Идеи о справедливости: шариат и культурные изменения в русском Туркестане - [25]
Правитель не только определял полномочия новоназначенных казиев, но и сам стоял во главе юридической иерархии. Это очевидно из следующего примера. Отец Садри Зиё, казий ‘Абд аш-Шакур (1817/1818–1889)[150], рассматривая дело об убийстве, оповестил эмира Музаффара (год 85ы правления: 1860–1885) о своем намерении приговорить убийцу к мере возмездия (кисас), состоявшей в телесном наказании. Прежде чем утвердить решение, эмир проявил осторожность и проконсультировался с верховным судьей в Бухаре, заклятым врагом казия ‘Абд аш-Шакура – Садр ад-Дином, о котором говорилось выше. Двух казиев связывали отношения иерархии, в рамках которых у верховного судьи была монополия на решения по делам об убийстве[151]. Кази-калан отверг решение о назначении меры возмездия, посоветовав эмиру приговорить убийцу к выплате денежного возмещения родственникам убитого (дийат). Когда казий ‘Абд аш-Шакур узнал об этом решении, он заручился поддержкой правоведов своего города и выразил несогласие с предложением кази-калана. Теперь эмир должен был выбирать между двумя предложенными решениями. Городскому юридическому сообществу удалось убедить правителя отказаться от решения о компенсации и поддержать приговор о возмездии. Получив подтверждение из Бухары, провинциальный судья был рад исполнить приговор в соответствии с шариатом[152]. Однако если закон – это то, что позволяет отличать добро от зла, то следует заметить, что в некоторых случаях окончательное решение принимал правитель, а не казий. Нередко это были гораздо более обыденные дела, чем убийство, – к примеру, споры о земельной собственности или налоговых привилегиях. К примеру, бухарские правители начала XIX века издавали высочайшие указы (хукм-и ‘али), наделявшие какого-либо подданного правом собственности на некоторый участок земли после проведения служителями суда всех необходимых изысканий[153].

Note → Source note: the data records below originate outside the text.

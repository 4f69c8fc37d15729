//! The base object protocol.
//!
//! [`BaseObject`] is the object-safe surface every parametric object
//! implements (normally through `#[derive(BaseObject)]`). [`FromParams`] is
//! the construction half that needs `Sized`. All user-facing operations live
//! in the [`ObjectExt`], [`TypedObjectExt`] and [`BaseEstimator`] traits,
//! which are implemented for every base object.

pub mod estimator;
pub mod ext;
pub mod param_type;
pub mod random_state;
pub mod reference;

use std::any::Any;
use std::fmt;

use crate::class::ObjectClass;
use crate::config::ConfigMap;
use crate::core::{BaseError, Result, ValueMap};
use crate::tags::TagMap;

pub use estimator::BaseEstimator;
pub use ext::{ObjectExt, TypedObjectExt};
pub use param_type::ParamType;
pub use random_state::{safe_clone, set_random_state};
pub use reference::ObjectRef;

/// Instance-level tag and config overrides.
#[derive(Debug, Clone, Default, PartialEq)]
pub struct Overrides {
    pub tags: TagMap,
    pub config: ConfigMap,
}

impl Overrides {
    pub fn is_empty(&self) -> bool {
        self.tags.is_empty() && self.config.is_empty()
    }
}

pub trait BaseObject: fmt::Debug + Send + Sync + 'static {
    fn class(&self) -> &'static ObjectClass;

    /// Shallow constructor parameters, by name.
    fn params(&self) -> ValueMap;

    /// Writes the given parameters. Either every entry is applied or none is.
    fn apply_params(&mut self, params: ValueMap) -> Result<()>;

    fn overrides(&self) -> &Overrides;
    fn overrides_mut(&mut self) -> &mut Overrides;

    /// Declared default of every parameter that has one.
    fn get_param_defaults(&self) -> ValueMap {
        self.class().param_defaults()
    }

    /// Fitted attributes that are currently set.
    fn fitted_state(&self) -> ValueMap {
        ValueMap::new()
    }

    fn restore_fitted_state(&mut self, state: ValueMap) -> Result<()> {
        match state.into_keys().next() {
            Some(name) => Err(BaseError::InvalidParameter {
                param: name,
                class: self.class().name().to_string(),
            }),
            None => Ok(()),
        }
    }

    /// Re-runs construction with the current parameters, dropping fitted
    /// state and any overrides the constructor does not set again.
    fn reset(&mut self) -> Result<()>;

    /// New instance of the same runtime type built from `params`.
    fn rebuild(&self, params: ValueMap) -> Result<Box<dyn BaseObject>>;

    fn as_base(&self) -> &dyn BaseObject;
    fn as_any(&self) -> &dyn Any;
    fn into_any(self: Box<Self>) -> Box<dyn Any>;
}

pub trait FromParams: BaseObject + Sized {
    /// Builds an instance from named parameters. Missing parameters take
    /// their declared defaults.
    fn from_params(params: ValueMap) -> Result<Self>;

    fn param_names() -> Vec<&'static str>;

    fn param_defaults() -> ValueMap;

    /// Parameter sets for test instances.
    fn test_params() -> Vec<ValueMap> {
        vec![ValueMap::new()]
    }
}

Принято считать, что обязанностью казиев всегда было разрешение споров. Однако чрезвычайно мало источников описывают их конкретные обязанности. Начиная с раннесоветского периода было опубликовано и описано в каталогах множество исламских юридических документов периода после империи Тимуридов. Несмотря на это, материалы, иллюстрирующие процесс судопроизводства и вынесение судебного решения (хукм)[154], и по сей день остаются редкостью. В исламском юридическом языке Средней Азии для таких записей, имеющих особое делопроизводственное значение, использовали термин «сиджилль». Обычно сиджилли выдавали сторонам в судебном споре в качестве письменного подтверждения окончания процесса и вынесенного решения по данному делу[155]. Таким образом, употребление термина «сиджилль» в Средней Азии XIX века было близко к тому, как его понимали в Мамлюкском султанате. Данное употребление не следует смешивать с османским вариантом, где словом «сиджилль» обозначался казийский регистр (казийская книга)[156]. Так, среднеазиатские казии до колонизации не вели учет дел – или же, по крайней мере, не сохранилось ни одной известной казийской книги[157], относящейся к периоду до российской колонизации.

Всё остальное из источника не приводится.